Friday, May 3, 2019

CDISC Submission Validation Software: There is a new Kid in Town


A few days ago, I was informed that there is a new free validation software available for validating SDTM, SEND and ADaM submissions to the FDA and PMDA.
The company behind this free software is named PointCross Life Sciences, located in California, and the product is name "MySEND". The name may a bit confusing, as it suggests it is only for SEND submissions, but this is not correct, as one can validate SEND submissions as well as SDTM and ADaM (1.1 not supported yet) submissions. The latest release notes (2019-05-01) however suggest that there will be a name change to "eDataValidator".
The software is free but not open source. It is written In Java, but currently only runs on Windows systems.
In this blog, I will describe my first impressions and experiences with the software.
Until recently, there was only one submissions validation software freely available, the "Pinnacle21 Community" validation software. The last release (v.2.2.0) was in September 2016, with no intermediate bug fixes available. A new major version (3.0.0) has however been announced for the coming weeks. 

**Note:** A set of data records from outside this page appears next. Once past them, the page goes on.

// Copyright 2025 Google LLC
//
// Licensed under the Apache License, Version 2.0 (the "License");
// you may not use this file except in compliance with the License.
// You may obtain a copy of the License at
//
//     https://www.apache.org/licenses/LICENSE-2.0
//
// Unless required by applicable law or agreed to in writing, software
// distributed under the License is distributed on an "AS IS" BASIS,
// WITHOUT WARRANTIES OR CONDITIONS OF ANY KIND, either express or implied.
// See the License for the specific language governing permissions and
// limitations under the License.

//! Polling and retry loop control types.
//!
//! This module contains types to control polling loops and retry loops.
//! Applications only need to use these types when implementing their own retry
//! and polling policies.

use crate::error::Error;

/// The result of a loop control decision.
///
/// # Example
///
/// ```
/// # use gcloud_gax::error::Error;
/// # use gcloud_gax::retry_policy::RetryPolicy;
/// # use gcloud_gax::retry_result::RetryResult;
/// #[derive(Debug)]
/// struct MyRetryPolicy { errors: u32 }
/// impl RetryPolicy for MyRetryPolicy {
///     fn on_error(&mut self, _idempotent: bool, error: Error) -> RetryResult {
///         self.errors += 1;
///         if self.errors > 42 {
///             return RetryResult::Exhausted(error);
///         }
///         RetryResult::Continue(error)
///     }
///     fn is_permanent(&self, _idempotent: bool, error: &Error) -> bool {
///         error.is_cancelled()
///     }
///     fn is_exhausted(&self) -> bool {
///         self.errors > 42
///     }
///     fn clone_policy(&self) -> Box<dyn RetryPolicy> {
///         Box::new(MyRetryPolicy { errors: 0 })
///     }
/// }
/// ```
#[derive(Debug)]
pub enum RetryResult {
    /// The error is non-retryable, stop the loop.
    Permanent(Error),

    /// The error is retryable, but the policy is stopping the loop.
    ///
    /// Loop control policies may stop the loop on retryable errors, for
    /// example, because the policy only allows a limited number of attempts.
    Exhausted(Error),

    /// The error was retryable, continue the loop.
    Continue(Error),
}

impl RetryResult {
    pub fn is_permanent(&self) -> bool {
        match &self {
            Self::Permanent(_) => true,
            Self::Exhausted(_) | Self::Continue(_) => false,
        }
    }
    pub fn is_exhausted(&self) -> bool {
        match &self {
            Self::Exhausted(_) => true,
            Self::Permanent(_) | Self::Continue(_) => false,
        }
    }
    pub fn is_continue(&self) -> bool {
        match &self {
            Self::Continue(_) => true,
            Self::Permanent(_) | Self::Exhausted(_) => false,
        }
    }

    /// Consumes the result and returns the contained error.
    pub fn into_error(self) -> Error {
        match self {
            Self::Permanent(e) | Self::Exhausted(e) | Self::Continue(e) => e,
        }
    }
}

Most of you know my opinion about this software, well described in a number of my previous blogs, so I will not repeat anything here, but concentrate on the new PointCross MySEND software. Once the new Pinnacle21 release is available, I am intending to make a comparison: comparing the new MySEND with the old Pinnacle21 v.2.2.0 would not be fair.

After starting the software, the graphical user interface is displayed: 


For "Validation", there are three parts: the upper part allows to drag-and-drop the submission files, including the define.xml (it is automatically recognized, even when the name is different).
The second part allows you to set the validation parameters. This is how it looks today (May 5th):
 
 


With near the bottom:  
 


Currently, only FDA and PMDA rules can be worked with, CDISC rules (like for SDTMIG 3.2 and the ADaM Conformance Rules v2.0 (March 2019) are not (yet) available.
A nice feature I soon found out and liked, is that when a new version of the software or a bug fix has been released, a message appears when starting the software, and asking whether you would want to install the new version or bug fix. According to the release notes, there seems to have been 4 such updates in the last year. Timely bug fixes are so important in validation software!
 

Also, I was informed that a similar mechanism will apply for updates of controlled terminology files. That is of course a very good idea, especially as there have been discussions about changed CT files with the Pinnacle21 validator. 


After clicking the "Validate" button, validation starts (it is very fast - however, I prefer quality over speed) and an Excel report becomes available. A nice feature I personally would like to see is an option for making the validation report additionally available as an XML document, which can the be transformed in almost anything.


I did a very few validations, mostly on SEND and SDTM datasets, and my impression (no metrics yet) is that there are considerably less false positives than I am used to with the Pinnacle21 software. I am however planning to do some real metrics once the next Community version of Pinnacle21 is available.
 


One of the things that struck me is that the CDISC Controlled Terminology files come as binary files. This may have been done for efficiency reasons, but it makes it impossible to check whether the CT fileshave been manipulated, as has happened in other cases in the past. 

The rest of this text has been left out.